I was discharged from hospital, with significantly weak breathing and weighing six stone. My hair was a hacked jigsaw with a dreadlock down the back; I had all my hair cut shortly after, my hairdresser asking how short he could cut it. You are discharged with a heavy pack of NHS literature detailing all the specialist care, rehab, and follow up you need. As with a lot of public services, the carefully designed approach has been cut over time. The discharge physio service was woeful: a different physio arriving at a random time every day for a week, to seemingly just ask me what I can and can’t do and about my condition.
Six months later and I’ve gained a stone and my breathing has improved but is still weaker. I struggle to cough or raise my voice. Two months after discharge I had shingles for the first time. I’ve been back into hospital with a RSV linked chest infection (the respiratory ward, now anything other than intensive care seems comfortable).
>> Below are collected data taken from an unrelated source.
// HTTP API Error Types
use axum::{
    extract::rejection::{JsonRejection, PathRejection},
    http::StatusCode,
    response::IntoResponse,
    Json,
};
use serde_json::{json, Value};
use std::collections::HashMap;

use crate::database::DatabaseError;
use crate::services::{CredentialError, TaskError};
use crate::validator::field_error_map;

/// HTTP API error with appropriate status codes and client-friendly messages
#[derive(Debug)]
pub enum ApiError {
    // 400 Bad Request
    BadRequest(String),
    ValidationError {
        message: String,
        field_errors: Option<HashMap<String, String>>,
    },

    // 401 Unauthorized
    Unauthorized(String),

    // 404 Not Found
    NotFound(String),

    // 409 Conflict
    Conflict(String),

    // 500 Internal Server Error
    InternalServerError(String),

    // 503 Service Unavailable
    ServiceUnavailable(String),
}

impl ApiError {
    /// Get HTTP status code
    pub fn status_code(&self) -> StatusCode {
        match self {
            ApiError::BadRequest(_) => StatusCode::BAD_REQUEST,
            ApiError::ValidationError { .. } => StatusCode::BAD_REQUEST,
            ApiError::Unauthorized(_) => StatusCode::UNAUTHORIZED,
            ApiError::NotFound(_) => StatusCode::NOT_FOUND,
            ApiError::Conflict(_) => StatusCode::CONFLICT,
            ApiError::InternalServerError(_) => StatusCode::INTERNAL_SERVER_ERROR,
            ApiError::ServiceUnavailable(_) => StatusCode::SERVICE_UNAVAILABLE,
        }
    }

    /// Get client-safe error message
    pub fn message(&self) -> &str {
        match self {
            ApiError::BadRequest(msg) => msg,
            ApiError::ValidationError { message, .. } => message,
            ApiError::Unauthorized(msg) => msg,
            ApiError::NotFound(msg) => msg,
            ApiError::Conflict(msg) => msg,
            ApiError::InternalServerError(msg) => msg,
            ApiError::ServiceUnavailable(msg) => msg,
        }
    }

    /// Get error code for client handling
    pub fn error_code(&self) -> &'static str {
        match self {
            ApiError::BadRequest(_) => "BAD_REQUEST",
            ApiError::ValidationError { .. } => "VALIDATION_ERROR",
            ApiError::Unauthorized(_) => "UNAUTHORIZED",
            ApiError::NotFound(_) => "NOT_FOUND",
            ApiError::Conflict(_) => "CONFLICT",
            ApiError::InternalServerError(_) => "INTERNAL_SERVER_ERROR",
            ApiError::ServiceUnavailable(_) => "SERVICE_UNAVAILABLE",
        }
    }

    /// Convert to JSON response body
    pub fn to_json(&self) -> Value {
        let mut response = json!({
            "error": true,
            "message": self.message(),
            "code": self.error_code()
        });

        if let ApiError::ValidationError {
            field_errors: Some(field_errors),
            ..
        } = self
        {
            response["field_errors"] = json!(field_errors);
        }

        response
    }
}

// Static constructor methods
impl ApiError {
    pub fn bad_request(message: impl Into<String>) -> Self {
        ApiError::BadRequest(message.into())
    }

    pub fn validation_error(message: impl Into<String>, field_errors: Option<HashMap<String, String>>) -> Self {
        ApiError::ValidationError {
            message: message.into(),
            field_errors,
        }
    }

    pub fn unauthorized(message: impl Into<String>) -> Self {
        ApiError::Unauthorized(message.into())
    }

    pub fn not_found(message: impl Into<String>) -> Self {
        ApiError::NotFound(message.into())
    }

    pub fn conflict(message: impl Into<String>) -> Self {
        ApiError::Conflict(message.into())
    }

    pub fn internal_server_error(message: impl Into<String>) -> Self {
        ApiError::InternalServerError(message.into())
    }

    pub fn service_unavailable(message: impl Into<String>) -> Self {
        ApiError::ServiceUnavailable(message.into())
    }
}

// Convert service error types to ApiError
impl From<DatabaseError> for ApiError {
    fn from(err: DatabaseError) -> Self {
        match err {
            DatabaseError::UniqueViolation(constraint) => {
                tracing::warn!("Unhandled unique violation: {}", constraint);
                ApiError::conflict("Resource already exists")
            }
            DatabaseError::Sqlx(sqlx::Error::PoolTimedOut) => {
                tracing::error!("Database pool timed out");
                ApiError::service_unavailable("Database temporarily unavailable")
            }
            other => {
                // Log the real error but return generic message
                tracing::error!("Database error: {}", other);
                ApiError::internal_server_error("An error occurred while processing your request")
            }
        }
    }
}

impl From<CredentialError> for ApiError {
    fn from(err: CredentialError) -> Self {
        match err {
            CredentialError::Validation(errors) => {
                ApiError::validation_error("Invalid field values", Some(field_error_map(&errors)))
            }
            CredentialError::DuplicateEmail => ApiError::conflict("Email is already registered"),
            CredentialError::InvalidCredentials => ApiError::unauthorized("Invalid email or password"),
            CredentialError::Hashing(e) => {
                tracing::error!("Password hashing error: {}", e);
                ApiError::internal_server_error("An error occurred while processing your request")
            }
            CredentialError::Token(e) => {
                tracing::error!("Token signing error: {}", e);
                ApiError::internal_server_error("An error occurred while processing your request")
            }
            CredentialError::Database(e) => e.into(),
        }
    }
}

impl From<TaskError> for ApiError {
    fn from(err: TaskError) -> Self {
        match err {
            TaskError::Validation(errors) => {
                ApiError::validation_error("Invalid field values", Some(field_error_map(&errors)))
            }
            TaskError::NotFound => ApiError::not_found("Task not found"),
            TaskError::Database(e) => e.into(),
        }
    }
}

impl From<JsonRejection> for ApiError {
    fn from(rejection: JsonRejection) -> Self {
        ApiError::bad_request(rejection.body_text())
    }
}

impl From<PathRejection> for ApiError {
    fn from(rejection: PathRejection) -> Self {
        ApiError::bad_request(rejection.body_text())
    }
}

// Standard error trait implementations
impl std::fmt::Display for ApiError {
    fn fmt(&self, f: &mut std::fmt::Formatter<'_>) -> std::fmt::Result {
        write!(f, "{}", self.message())
    }
}

impl std::error::Error for ApiError {}

// Automatic HTTP response conversion for Axum
impl IntoResponse for ApiError {
    fn into_response(self) -> axum::response::Response {
        (self.status_code(), Json(self.to_json())).into_response()
    }
}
Worsening MS can affect the network of muscles that need to work together to sufficiently cough and clear your lungs. Mine have now evidently weakened, especially during an infection. So respiratory infections are a new part of ‘life with MS’ for me, and I will undoubtedly need hospital treatment in future. I accept I’m vulnerable to viruses and ‘colds’ in a way I wasn’t before (obviously now having a one year old germ catcher in nursery makes it especially hard). I’ve been told it can take a year to recover from intensive care, although you may recover to a lower baseline, and that intubation can cause permanent lung damage. I never want to return to intensive care though, it is ‘hospital’ like no other. I can aim for that.